Records created by Alexander Boksenberg while Director of the Royal Greenwich Observatory, 1981-1996.

The collection is currently uncatalogued. A partial boxlist is available on application to the RGO archivist.

Dates

  • Creation: 1981 - 1996

Creator

Conditions Governing Access

From the Management Group:

Unless restrictions apply, the collection is open for consultation by researchers using the Manuscripts Reading Room at Cambridge University Library. For further details on conditions governing access please contact mss@lib.cam.ac.uk. Information about opening hours and obtaining a Cambridge University Library reader's ticket is available from the Library's website (www.lib.cam.ac.uk).

Biographical / Historical

Alexander Boksenberg was born on 18th March 1936 and spent his infant to secondary schooling in north London, then university in central London obtaining a Bachelor of Science in 1957 and a Doctorate in Atomic Physics at University College London (UCL) in 1961. In 1960 he married classical pianist Adella Coren Boksenberg, with whom he has two children, Jonathan and Tanya.

Boksenberg is noted for his exceptional contributions to the development and construction of uniquely advanced telescopes, astronomical instrumentation and detector systems for use on the ground and in space and for his landmark discoveries concerning the nature of active galactic nuclei, the makeup and physics of the intergalactic medium and of the interstellar gas in primordial galaxies.

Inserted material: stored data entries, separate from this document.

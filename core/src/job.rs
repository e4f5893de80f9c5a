use std::fmt;

use serde::{Deserialize, Serialize};

/// Repeat policy for a ping job.
#[derive(Debug, Clone, Copy, PartialEq, Eq, Serialize, Deserialize)]
#[serde(rename_all = "snake_case")]
pub enum Mode {
    /// Probe forever, until explicitly stopped.
    Continuous,
    /// Probe a fixed number of times, then park the job.
    Custom,
    /// Probe exactly once, then park the job.
    Single,
}

/// Whether the scheduler may pick the job up.
#[derive(Debug, Clone, Copy, PartialEq, Eq, Serialize, Deserialize)]
#[serde(rename_all = "snake_case")]
pub enum JobStatus {
    /// Eligible for scheduling.
    Running,
    /// Parked; retained, inspectable, restartable.
    Stopped,
}

/// Result of one probe attempt.
#[derive(Debug, Clone, Copy, PartialEq, Eq, Serialize, Deserialize)]
#[serde(rename_all = "snake_case")]
pub enum Outcome {
    /// Target answered.
    Success,
    /// DNS failure, timeout, unreachable, permission error: all land here.
    Failure,
    /// No probe has completed yet.
    Unknown,
}

impl fmt::Display for Mode {
    fn fmt(&self, f: &mut fmt::Formatter<'_>) -> fmt::Result {
        f.write_str(match self {
            Mode::Continuous => "continuous",
            Mode::Custom => "custom",
            Mode::Single => "single",
        })
    }
}

impl fmt::Display for JobStatus {
    fn fmt(&self, f: &mut fmt::Formatter<'_>) -> fmt::Result {
        f.write_str(match self {
            JobStatus::Running => "running",
            JobStatus::Stopped => "stopped",
        })
    }
}

impl fmt::Display for Outcome {
    fn fmt(&self, f: &mut fmt::Formatter<'_>) -> fmt::Result {
        f.write_str(match self {
            Outcome::Success => "success",
            Outcome::Failure => "failure",
            Outcome::Unknown => "unknown",
        })
    }
}

/// One monitored target with its repeat policy and run state.
///
/// Instances live inside the [`crate::store::JobStore`]; everything outside
/// the store only ever sees clones.
#[derive(Debug, Clone, Serialize, Deserialize)]
pub struct PingJob {
    /// Repeat policy.
    pub mode: Mode,
    /// Minimum spacing between probes, seconds.
    pub interval_s: u64,
    /// Probes to run before auto-stop; meaningful for [`Mode::Custom`].
    pub target_count: u64,
    /// Scheduling eligibility.
    pub status: JobStatus,
    /// Unix time (ms) of the last completed probe; 0 means never probed.
    pub last_probe_ms: u64,
    /// Most recent probe outcome.
    pub last_result: Outcome,
    /// Probes executed since the job was last (re)started.
    pub count: u64,
    /// Wall-clock `HH:MM:SS` of the last mutation, display only.
    pub last_update: String,
}

impl PingJob {
    /// True once `interval_s` has fully elapsed since the last probe.
    /// A job that never probed is always due.
    pub fn due(&self, now_ms: u64) -> bool {
        now_ms.saturating_sub(self.last_probe_ms) > self.interval_s.saturating_mul(1000)
    }

    /// Due-check combined with the per-mode completion guard; only jobs
    /// passing this are handed to the probe executor.
    pub fn runnable(&self, now_ms: u64) -> bool {
        if self.status != JobStatus::Running || !self.due(now_ms) {
            return false;
        }
        match self.mode {
            Mode::Continuous => true,
            Mode::Custom => self.count < self.target_count,
            Mode::Single => self.count < 1,
        }
    }

    /// True when a bounded mode has used up its probe quota.
    pub fn exhausted(&self) -> bool {
        match self.mode {
            Mode::Continuous => false,
            Mode::Custom => self.count >= self.target_count,
            Mode::Single => self.count >= 1,
        }
    }
}

/// Strict target grammar: an IPv4/IPv6 literal or an RFC-1123 hostname.
///
/// Targets end up as subprocess argv elements; nothing that could read as
/// shell syntax passes this check.
pub fn valid_target(s: &str) -> bool {
    if s.is_empty() || s.len() > 253 {
        return false;
    }
    if s.parse::<std::net::IpAddr>().is_ok() {
        return true;
    }
    s.split('.').all(|label| {
        !label.is_empty()
            && label.len() <= 63
            && !label.starts_with('-')
            && !label.ends_with('-')
            && label.bytes().all(|b| b.is_ascii_alphanumeric() || b == b'-')
    })
}
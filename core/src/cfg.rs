use anyhow::{Context, Result};
use directories::ProjectDirs;
use serde::{Deserialize, Serialize};
use std::fs;
use std::path::{Path, PathBuf};

/// Identifier used to compute per-app configuration directories.
#[derive(Clone, Copy)]
pub struct AppId {
    /// Reverse-DNS style qualifier, e.g. `"com"`.
    pub qualifier: &'static str,
    /// Organization or vendor name, e.g. `"local"`.
    pub organization: &'static str,
    /// Application name, e.g. `"pingboard"`.
    pub application: &'static str,
}

/// Application configuration persisted to `config.toml`.
#[derive(Debug, Clone, Serialize, Deserialize)]
pub struct Config {
    /// Tracing level to use if `RUST_LOG` is not set (e.g. `"info"`).
    pub log_level: String,
    /// Listen address for the HTTP API, e.g. `"0.0.0.0:5000"`.
    #[serde(default = "default_http_addr")]
    pub http_addr: String,
    /// Scheduler tick period (ms).
    #[serde(default = "default_tick_ms")]
    pub tick_ms: u64,
    /// Upper bound on one probe attempt (ms). Keep at or under the smallest
    /// job interval so one slow target cannot eat the cadence.
    #[serde(default = "default_probe_timeout_ms")]
    pub probe_timeout_ms: u64,
    /// Minimum spacing between admitted API calls (ms).
    #[serde(default = "default_rate_limit_ms")]
    pub rate_limit_ms: u64,
    /// Probes allowed in flight at once; 0 picks the CPU count.
    #[serde(default)]
    pub max_concurrent_probes: usize,
    /// Static bearer token for the API; unset disables the check.
    #[serde(default)]
    pub api_token: Option<String>,
}

fn default_http_addr() -> String {
    "0.0.0.0:5000".to_string()
}
fn default_tick_ms() -> u64 {
    1000
}
fn default_probe_timeout_ms() -> u64 {
    1000
}
fn default_rate_limit_ms() -> u64 {
    1000
}

impl Default for Config {
    fn default() -> Self {
        Self {
            log_level: "info".to_string(),
            http_addr: default_http_addr(),
            tick_ms: default_tick_ms(),
            probe_timeout_ms: default_probe_timeout_ms(),
            rate_limit_ms: default_rate_limit_ms(),
            max_concurrent_probes: 0,
            api_token: None,
        }
    }
}

/// Return the configuration directory for this app, creating it if needed.
pub fn config_dir(app: &AppId) -> Result<PathBuf> {
    let pd = ProjectDirs::from(app.qualifier, app.organization, app.application)
        .ok_or_else(|| anyhow::anyhow!("failed to resolve ProjectDirs"))?;
    let dir = pd.config_dir().to_path_buf();
    fs::create_dir_all(&dir).with_context(|| format!("create config dir {}", dir.display()))?;
    Ok(dir)
}

/// Load `config.toml` from the app config dir or create a default one.
pub fn load_or_init(app: &AppId) -> Result<Config> {
    let dir = config_dir(app)?;
    let path = dir.join("config.toml");
    if path.exists() {
        let txt =
            fs::read_to_string(&path).with_context(|| format!("read {}", path.display()))?;
        let cfg: Config =
            toml::from_str(&txt).with_context(|| format!("parse {}", path.display()))?;
        Ok(cfg)
    } else {
        let cfg = Config::default();
        save_config(&path, &cfg)?;
        Ok(cfg)
    }
}

fn save_config(path: &Path, cfg: &Config) -> Result<()> {
    let s = toml::to_string_pretty(cfg)?;
    fs::write(path, s).with_context(|| format!("write {}", path.display()))?;
    Ok(())
}
mod module;
mod prober;
mod scheduler;
mod web;

use std::net::SocketAddr;
use std::time::Duration;

use anyhow::Context;
use tracing::{info, warn};

use pb_core::cfg::{self, AppId};
use pb_core::gate::ApiGate;
use pb_core::logx;
use pb_core::store::JobStore;

use crate::module::{Module, ModuleCtx};
use crate::scheduler::Scheduler;
use crate::web::WebServer;

const APP: AppId = AppId {
    qualifier: "com",
    organization: "local",
    application: env!("CARGO_PKG_NAME"), // <- no literal; comes from crate name
};

#[tokio::main]
async fn main() -> anyhow::Result<()> {
    let cfg = cfg::load_or_init(&APP).context("config")?;
    logx::init(&cfg.log_level);

    info!("{} boot", APP.application);

    let addr: SocketAddr = cfg
        .http_addr
        .parse()
        .with_context(|| format!("bad http_addr {:?}", cfg.http_addr))?;
    let max_probes = match cfg.max_concurrent_probes {
        0 => num_cpus::get(),
        n => n,
    };
    info!("tick={}ms probes<={} listen={}", cfg.tick_ms, max_probes, addr);

    let (shutdown_tx, shutdown_rx) = tokio::sync::watch::channel(false);
    let ctx = ModuleCtx {
        store: JobStore::new(),
        gate: ApiGate::new(Duration::from_millis(cfg.rate_limit_ms)),
        cfg: cfg.clone(),
        shutdown: shutdown_rx,
    };

    let modules: Vec<Box<dyn Module>> = vec![
        Box::new(Scheduler::new(cfg.tick_ms, max_probes)),
        Box::new(WebServer::new(addr)),
    ];

    let mut tasks = Vec::new();
    for m in modules {
        info!("starting {}", m.name());
        tasks.push(m.spawn(ctx.clone()));
    }

    tokio::signal::ctrl_c().await.context("ctrl-c")?;
    info!("shutdown requested");
    let _ = shutdown_tx.send(true);

    for t in tasks {
        if let Err(e) = t.await? {
            warn!("module exited with error: {e}");
        }
    }
    Ok(())
}
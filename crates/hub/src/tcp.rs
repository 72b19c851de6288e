//! TCP-Listener – bindet den Socket und akzeptiert Verbindungen
//!
//! Der `HubServer` bindet einen TCP-Socket und startet fuer jede
//! eingehende Verbindung einen eigenen tokio-Task mit einer
//! `ClientConnection`. Ueberzaehlige Verbindungen werden vor der
//! Registrierung mit `SERVER_FULL` abgewiesen.

use futures_util::SinkExt;
use plausch_core::error::PlauschError;
use plausch_protocol::events::HubMessage;
use plausch_protocol::wire::FrameCodec;
use std::net::SocketAddr;
use std::sync::Arc;
use std::time::Duration;
use tokio::net::{TcpListener, TcpStream};
use tokio::sync::watch;
use tokio_util::codec::Framed;

use crate::connection::ClientConnection;
use crate::state::HubState;

/// TCP-Hub-Server
///
/// Bindet einen TCP-Socket und akzeptiert Verbindungen in einer Loop.
pub struct HubServer {
    state: Arc<HubState>,
    bind_addr: SocketAddr,
}

impl HubServer {
    /// Erstellt einen neuen HubServer
    pub fn neu(state: Arc<HubState>, bind_addr: SocketAddr) -> Self {
        Self { state, bind_addr }
    }

    /// Startet den TCP-Listener und akzeptiert Verbindungen
    ///
    /// Laeuft bis `shutdown_rx` ein `true`-Signal empfaengt.
    pub async fn starten(
        self,
        mut shutdown_rx: watch::Receiver<bool>,
    ) -> std::io::Result<()> {
        let listener = TcpListener::bind(self.bind_addr).await?;
        let lokale_addr = listener.local_addr()?;

        tracing::info!(adresse = %lokale_addr, "TCP-Hub gestartet");

        loop {
            tokio::select! {
                // Neue eingehende Verbindung
                result = listener.accept() => {
                    match result {
                        Ok((stream, peer_addr)) => {
                            // Sitzungs-Limit vor der Registrierung pruefen
                            let online = self.state.register.anzahl() as u32;
                            if online >= self.state.config.max_sitzungen {
                                tracing::warn!(
                                    peer = %peer_addr,
                                    max = self.state.config.max_sitzungen,
                                    "Hub voll – Verbindung abgewiesen"
                                );
                                abweisen(stream);
                                continue;
                            }

                            tracing::debug!(peer = %peer_addr, "Verbindung akzeptiert");

                            let verbindung = ClientConnection::neu(
                                Arc::clone(&self.state),
                                peer_addr,
                            );
                            let shutdown_rx_clone = shutdown_rx.clone();

                            tokio::spawn(async move {
                                verbindung.verarbeiten(stream, shutdown_rx_clone).await;
                            });
                        }
                        Err(fehler) => {
                            tracing::error!(fehler = %fehler, "TCP-Accept-Fehler");
                            tokio::time::sleep(Duration::from_millis(10)).await;
                        }
                    }
                }

                // Shutdown-Signal
                Ok(()) = shutdown_rx.changed() => {
                    if *shutdown_rx.borrow() {
                        tracing::info!("Hub: Shutdown-Signal empfangen");
                        break;
                    }
                }
            }
        }

        tracing::info!("TCP-Hub gestoppt");
        Ok(())
    }

    /// Gibt die Bind-Adresse zurueck
    pub fn bind_addr(&self) -> SocketAddr {
        self.bind_addr
    }
}

/// Weist eine ueberzaehlige Verbindung mit einem Fehler-Frame ab
fn abweisen(stream: TcpStream) {
    tokio::spawn(async move {
        let mut framed = Framed::new(stream, FrameCodec::new());
        let fehler = HubMessage::error_from(0, &PlauschError::ServerVoll);
        let _ = tokio::time::timeout(Duration::from_secs(1), framed.send(fehler)).await;
    });
}
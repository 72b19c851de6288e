//! Wire-Format der TCP-Verbindung
//!
//! Frame-basiertes Protokoll: Laenge (u32 big-endian) + JSON-Payload.
//! Die Laenge zaehlt nur die Payload-Bytes, nicht das Laengenfeld selbst.
//! Frames ueber dem Limit sind ein Protokollfehler und beenden die
//! Verbindung (Standard-Limit: 256 KiB, Chat-Events sind klein).

use bytes::{Buf, BufMut, BytesMut};
use std::io;
use tokio::io::{AsyncRead, AsyncReadExt, AsyncWrite, AsyncWriteExt};
use tokio_util::codec::{Decoder, Encoder};

use crate::events::HubMessage;

/// Standard-maximale Frame-Groesse (256 KiB)
pub const DEFAULT_MAX_FRAME_SIZE: usize = 256 * 1024;

/// Groesse des Laengen-Felds in Bytes
pub const LENGTH_FIELD_SIZE: usize = 4;

/// tokio-util Codec fuer die frame-basierte Hub-Verbindung
///
/// Implementiert `Encoder<HubMessage>` und `Decoder` fuer die Verwendung
/// mit `tokio_util::codec::Framed`.
#[derive(Debug, Clone)]
pub struct FrameCodec {
    /// Maximale erlaubte Frame-Groesse in Bytes
    max_frame_size: usize,
}

impl FrameCodec {
    /// Erstellt einen neuen `FrameCodec` mit Standard-Limit
    pub fn new() -> Self {
        Self {
            max_frame_size: DEFAULT_MAX_FRAME_SIZE,
        }
    }

    /// Erstellt einen `FrameCodec` mit eigenem Limit
    pub fn with_max_size(max_frame_size: usize) -> Self {
        Self { max_frame_size }
    }

    /// Gibt das konfigurierte Limit zurueck
    pub fn max_frame_size(&self) -> usize {
        self.max_frame_size
    }
}

impl Default for FrameCodec {
    fn default() -> Self {
        Self::new()
    }
}

/// Prueft eine Frame-Laenge gegen das Limit
fn laenge_pruefen(laenge: usize, limit: usize) -> io::Result<()> {
    if laenge > limit {
        return Err(io::Error::new(
            io::ErrorKind::InvalidData,
            format!("Frame zu gross: {} Bytes (Limit: {} Bytes)", laenge, limit),
        ));
    }
    Ok(())
}

fn json_fehler(e: serde_json::Error) -> io::Error {
    io::Error::new(
        io::ErrorKind::InvalidData,
        format!("JSON-Verarbeitung fehlgeschlagen: {}", e),
    )
}

impl Decoder for FrameCodec {
    type Item = HubMessage;
    type Error = io::Error;

    fn decode(&mut self, src: &mut BytesMut) -> Result<Option<Self::Item>, Self::Error> {
        if src.len() < LENGTH_FIELD_SIZE {
            return Ok(None);
        }

        // Laengenfeld ansehen ohne es zu verbrauchen
        let laenge = u32::from_be_bytes([src[0], src[1], src[2], src[3]]) as usize;
        laenge_pruefen(laenge, self.max_frame_size)?;

        let gesamt = LENGTH_FIELD_SIZE + laenge;
        if src.len() < gesamt {
            // Platz fuer den Rest des Frames vorbelegen
            src.reserve(gesamt - src.len());
            return Ok(None);
        }

        src.advance(LENGTH_FIELD_SIZE);
        let payload = src.split_to(laenge);
        let nachricht = serde_json::from_slice(&payload).map_err(json_fehler)?;
        Ok(Some(nachricht))
    }
}

impl Encoder<HubMessage> for FrameCodec {
    type Error = io::Error;

    fn encode(&mut self, item: HubMessage, dst: &mut BytesMut) -> Result<(), Self::Error> {
        let json = serde_json::to_vec(&item).map_err(json_fehler)?;
        laenge_pruefen(json.len(), self.max_frame_size)?;

        dst.reserve(LENGTH_FIELD_SIZE + json.len());
        dst.put_u32(json.len() as u32);
        dst.put_slice(&json);
        Ok(())
    }
}

// ---------------------------------------------------------------------------
// Hilfsfunktionen fuer direktes async Lesen/Schreiben
// ---------------------------------------------------------------------------

/// Liest einen einzelnen Frame aus einem `AsyncRead`
///
/// Praktisch fuer Clients und Tests die keine `Framed`-Huelle aufbauen
/// wollen. `UnexpectedEof` wenn die Verbindung mitten im Frame abreisst.
pub async fn read_frame<R>(reader: &mut R, max_frame_size: usize) -> io::Result<HubMessage>
where
    R: AsyncRead + Unpin,
{
    let mut laengenfeld = [0u8; LENGTH_FIELD_SIZE];
    reader.read_exact(&mut laengenfeld).await?;
    let laenge = u32::from_be_bytes(laengenfeld) as usize;
    laenge_pruefen(laenge, max_frame_size)?;

    let mut payload = vec![0u8; laenge];
    reader.read_exact(&mut payload).await?;
    serde_json::from_slice(&payload).map_err(json_fehler)
}

/// Schreibt einen einzelnen Frame in einen `AsyncWrite`
pub async fn write_frame<W>(
    writer: &mut W,
    message: &HubMessage,
    max_frame_size: usize,
) -> io::Result<()>
where
    W: AsyncWrite + Unpin,
{
    let json = serde_json::to_vec(message).map_err(json_fehler)?;
    laenge_pruefen(json.len(), max_frame_size)?;

    writer.write_all(&(json.len() as u32).to_be_bytes()).await?;
    writer.write_all(&json).await?;
    Ok(())
}

// ---------------------------------------------------------------------------
// Tests
// ---------------------------------------------------------------------------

Much of Boksenberg’s early career continued at UCL, where from 1960-1981 he progressed from Research Assistant to Lecturer in Physics, Reader in Physics and Professor of Physics. Overlapping these, from 1969-1981 he was Head of the Ultraviolet and Optical Astronomy Research Group which he established, and also Science Research Council (SRC) Senior Fellow from 1976-1981. In 1960 he had changed from atomic physics to observational astronomy in the broadest sense, inventing and developing new instrumentation of extraordinary sensitivity for space and ground based astronomy and in particular his revolutionary Image Photon Counting System (IPCS) in 1968, which he and then a great many other astronomers used on ground-based telescopes over the globe, as well as being the basis of the Faint Object Camera which was among the first instruments for the Hubble Space Telescope. He is also responsible for the innovative designs of the main spectrographic instruments for the prior International Ultraviolet Explorer Satellite and TD-1A sky-scanning satellite, based on other critical optical equipment which he invented, including the powerful sun-baffle systems for all of these. Additionally, he led reviews on design aspects of several new international ground-based telescopes.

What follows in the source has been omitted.